Melvin is a town in McCulloch County, Texas, United States. Its population was 123 at the 2020 census.

==Geography==

According to the United States Census Bureau, the town has a total area of 0.5 sqmi, all land.

===Climate===
The climate in this area is characterized by hot, humid summers and generally mild to cool winters. According to the Köppen climate classification, Melvin has a humid subtropical climate, Cfa on climate maps.

==Demographics==

As of the census of 2000, 155 people, 68 households, and 39 families were residing in the town. The population density was 329.2 PD/sqmi. The 100 housing units averaged 212.4 per square mile (82.1/km^{2}). The racial makeup of the town was 87.10% White, 12.26% from other races, and 0.65% from two or more races. Hispanics or Latinos of any race were 27.10% of the population.

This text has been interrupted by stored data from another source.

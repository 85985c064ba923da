//! Configuration validation and the resolved application settings.
//!
//! Every key is optional. Present keys are checked before use so a typo in
//! the INI file fails fast with a `ConfigInvalid` error instead of silently
//! falling back to a default.

use crate::domain::error::TiercastError;
use crate::domain::synthetic::{DEFAULT_DAYS, DEFAULT_SEED, SyntheticConfig};
use crate::ports::config_port::ConfigPort;
use std::fmt;
use std::path::PathBuf;
use std::str::FromStr;

pub const DEFAULT_DATA_PATH: &str = "data/ohlc.csv";
pub const DEFAULT_LOG_LEVEL: &str = "info";

#[derive(Debug, Clone, Copy, PartialEq, Eq, Default)]
pub enum LogFormat {
    #[default]
    Text,
    Json,
}

impl fmt::Display for LogFormat {
    fn fmt(&self, f: &mut fmt::Formatter<'_>) -> fmt::Result {
        match self {
            LogFormat::Text => f.write_str("text"),
            LogFormat::Json => f.write_str("json"),
        }
    }
}

impl FromStr for LogFormat {
    type Err = String;

    fn from_str(s: &str) -> Result<Self, Self::Err> {
        match s.trim().to_lowercase().as_str() {
            "text" => Ok(LogFormat::Text),
            "json" => Ok(LogFormat::Json),
            other => Err(format!("unknown log format '{}', expected text or json", other)),
        }
    }
}

#[derive(Debug, Clone, PartialEq, Eq)]
pub struct AppConfig {
    pub data_path: PathBuf,
    pub synthetic: SyntheticConfig,
    pub log_level: String,
    pub log_format: LogFormat,
}

impl Default for AppConfig {
    fn default() -> Self {
        Self {
            data_path: PathBuf::from(DEFAULT_DATA_PATH),
            synthetic: SyntheticConfig::default(),
            log_level: DEFAULT_LOG_LEVEL.to_string(),
            log_format: LogFormat::Text,
        }
    }
}

impl AppConfig {
    /// Validate `config` and resolve it, applying defaults for missing keys.
    pub fn from_port(config: &dyn ConfigPort) -> Result<Self, TiercastError> {
        validate_config(config)?;

        let seed = match config.get_string("synthetic", "seed") {
            Some(raw) => parse_seed(&raw)?,
            None => DEFAULT_SEED,
        };
        let days = config.get_int("synthetic", "days", i64::from(DEFAULT_DAYS));
        let log_format = match config.get_string("logging", "format") {
            Some(raw) => raw
                .parse()
                .map_err(|reason| invalid("logging", "format", reason))?,
            None => LogFormat::Text,
        };

        Ok(Self {
            data_path: config
                .get_string("data", "path")
                .map(PathBuf::from)
                .unwrap_or_else(|| PathBuf::from(DEFAULT_DATA_PATH)),
            synthetic: SyntheticConfig {
                seed,
                days: u32::try_from(days)
                    .map_err(|_| invalid("synthetic", "days", "days is out of range"))?,
            },
            log_level: config
                .get_string("logging", "level")
                .unwrap_or_else(|| DEFAULT_LOG_LEVEL.to_string()),
            log_format,
        })
    }
}

pub fn validate_config(config: &dyn ConfigPort) -> Result<(), TiercastError> {
    validate_data_path(config)?;
    validate_seed(config)?;
    validate_days(config)?;
    validate_log_level(config)?;
    validate_log_format(config)?;
    Ok(())
}

fn validate_data_path(config: &dyn ConfigPort) -> Result<(), TiercastError> {
    if let Some(path) = config.get_string("data", "path") {
        if path.trim().is_empty() {
            return Err(invalid("data", "path", "path must not be empty"));
        }
    }
    Ok(())
}

fn validate_seed(config: &dyn ConfigPort) -> Result<(), TiercastError> {
    if let Some(raw) = config.get_string("synthetic", "seed") {
        parse_seed(&raw)?;
    }
    Ok(())
}

/// Seeds span the whole `u64` range.
fn parse_seed(raw: &str) -> Result<u64, TiercastError> {
    let trimmed = raw.trim();
    trimmed.parse::<u64>().map_err(|_| {
        if trimmed.parse::<i128>().is_ok_and(|v| v < 0) {
            invalid("synthetic", "seed", "seed must be non-negative")
        } else {
            invalid("synthetic", "seed", format!("'{}' is not an integer", raw))
        }
    })
}

fn validate_days(config: &dyn ConfigPort) -> Result<(), TiercastError> {
    if let Some(raw) = config.get_string("synthetic", "days") {
        let days: i64 = raw
            .trim()
            .parse()
            .map_err(|_| invalid("synthetic", "days", format!("'{}' is not an integer", raw)))?;
        if days <= 0 {
            return Err(invalid("synthetic", "days", "days must be positive"));
        }
        if days > i64::from(u32::MAX) {
            return Err(invalid("synthetic", "days", "days is out of range"));
        }
    }
    Ok(())
}

fn validate_log_level(config: &dyn ConfigPort) -> Result<(), TiercastError> {
    if let Some(level) = config.get_string("logging", "level") {
        if level.trim().is_empty() {
            return Err(invalid("logging", "level", "level must not be empty"));
        }
    }
    Ok(())
}

fn validate_log_format(config: &dyn ConfigPort) -> Result<(), TiercastError> {
    if let Some(raw) = config.get_string("logging", "format") {
        raw.parse::<LogFormat>()
            .map_err(|reason| invalid("logging", "format", reason))?;
    }
    Ok(())
}

fn invalid(section: &str, key: &str, reason: impl Into<String>) -> TiercastError {
    TiercastError::ConfigInvalid {
        section: section.to_string(),
        key: key.to_string(),
        reason: reason.into(),
    }
}

#[cfg(test)]
mod tests {
    use super::*;
    use crate::domain::error::ErrorCode;
    use std::collections::HashMap;

    struct MapConfig(HashMap<(String, String), String>);

    impl MapConfig {
        fn new(entries: &[(&str, &str, &str)]) -> Self {
            Self(
                entries
                    .iter()
                    .map(|(s, k, v)| ((s.to_string(), k.to_string()), v.to_string()))
                    .collect(),
            )
        }
    }

    impl ConfigPort for MapConfig {
        fn get_string(&self, section: &str, key: &str) -> Option<String> {
            self.0.get(&(section.to_string(), key.to_string())).cloned()
        }

        fn get_int(&self, section: &str, key: &str, default: i64) -> i64 {
            self.get_string(section, key)
                .and_then(|v| v.trim().parse().ok())
                .unwrap_or(default)
        }
    }

    fn assert_invalid(config: MapConfig, key: &str) {
        match AppConfig::from_port(&config) {
            Err(TiercastError::ConfigInvalid { key: k, .. }) => assert_eq!(k, key),
            other => panic!("expected ConfigInvalid for {key}, got {other:?}"),
        }
    }

    #[test]
    fn empty_config_uses_defaults() {
        let config = AppConfig::from_port(&MapConfig::new(&[])).unwrap();
        assert_eq!(config, AppConfig::default());
        assert_eq!(config.synthetic.seed, 42);
        assert_eq!(config.synthetic.days, 1095);
    }

    #[test]
    fn full_config_resolves() {
        let config = AppConfig::from_port(&MapConfig::new(&[
            ("data", "path", "/srv/ohlc.csv"),
            ("synthetic", "seed", "7"),
            ("synthetic", "days", "30"),
            ("logging", "level", "debug"),
            ("logging", "format", "JSON"),
        ]))
        .unwrap();
        assert_eq!(config.data_path, PathBuf::from("/srv/ohlc.csv"));
        assert_eq!(config.synthetic, SyntheticConfig { seed: 7, days: 30 });
        assert_eq!(config.log_level, "debug");
        assert_eq!(config.log_format, LogFormat::Json);
    }

    #[test]
    fn negative_seed_rejected() {
        assert_invalid(MapConfig::new(&[("synthetic", "seed", "-1")]), "seed");
    }

    #[test]
    fn seed_above_i64_range_accepted() {
        let config = AppConfig::from_port(&MapConfig::new(&[(
            "synthetic",
            "seed",
            "18446744073709551615",
        )]))
        .unwrap();
        assert_eq!(config.synthetic.seed, u64::MAX);

        let config = AppConfig::from_port(&MapConfig::new(&[(
            "synthetic",
            "seed",
            "9223372036854775808",
        )]))
        .unwrap();
        assert_eq!(config.synthetic.seed, 1 << 63);
    }

    #[test]
    fn seed_past_u64_range_rejected() {
        assert_invalid(
            MapConfig::new(&[("synthetic", "seed", "18446744073709551616")]),
            "seed",
        );
    }

    #[test]
    fn non_numeric_seed_rejected() {
        assert_invalid(MapConfig::new(&[("synthetic", "seed", "abc")]), "seed");
    }

    #[test]
    fn non_positive_days_rejected() {
        assert_invalid(MapConfig::new(&[("synthetic", "days", "0")]), "days");
        assert_invalid(MapConfig::new(&[("synthetic", "days", "-5")]), "days");
    }

    #[test]
    fn unknown_log_format_rejected() {
        assert_invalid(MapConfig::new(&[("logging", "format", "xml")]), "format");
    }

    #[test]
    fn empty_data_path_rejected() {
        assert_invalid(MapConfig::new(&[("data", "path", "  ")]), "path");
    }

    #[test]
    fn config_errors_carry_config_code() {
        let err = validate_config(&MapConfig::new(&[("synthetic", "days", "0")])).unwrap_err();
        assert_eq!(err.code(), ErrorCode::ConfigError);
    }
}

Of the 68 households, 27.9% had children under the age of 18 living with them, 48.5% were married couples living together, 8.8% had a female householder with no husband present, and 42.6% were not families. About 38.2% of all households were made up of individuals, and 23.5% had someone living alone who was 65 years of age or older. The average household size was 2.28, and the average family size was 3.00.

In the town, the age distribution was 24.5% under 18, 5.2% from 18 to 24, 24.5% from 25 to 44, 23.2% from 45 to 64, and 22.6% who were 65 or older. The median age was 43 years. For every 100 females, there were 93.8 males. For every 100 females age 18 and over, there were 80.0 males.

The median income for a household in the town was $14,107, and for a family was $17,386. Males had a median income of $20,625 versus $21,875 for females. The per capita income for the town was $11,124. About 36.7% of families and 50.0% of the population were below the poverty line, including 67.5% of those under the age of 18 and 57.9% of those 65 or over.

Historical population
| Census | Pop. | Note | %± |
| 1950 | 696 |  | — |
| 1960 | 401 |  | −42.4% |
| 1970 | 290 |  | −27.7% |
| 1980 | 202 |  | −30.3% |
| 1990 | 184 |  | −8.9% |
| 2000 | 155 |  | −15.8% |
| 2010 | 178 |  | 14.8% |
| 2020 | 123 |  | −30.9% |
U.S. Decennial Census 2020 Census

==Education==
The Melvin Independent School District was closed in summer 1971 and its responsibilities were taken over by the Brady Independent School District.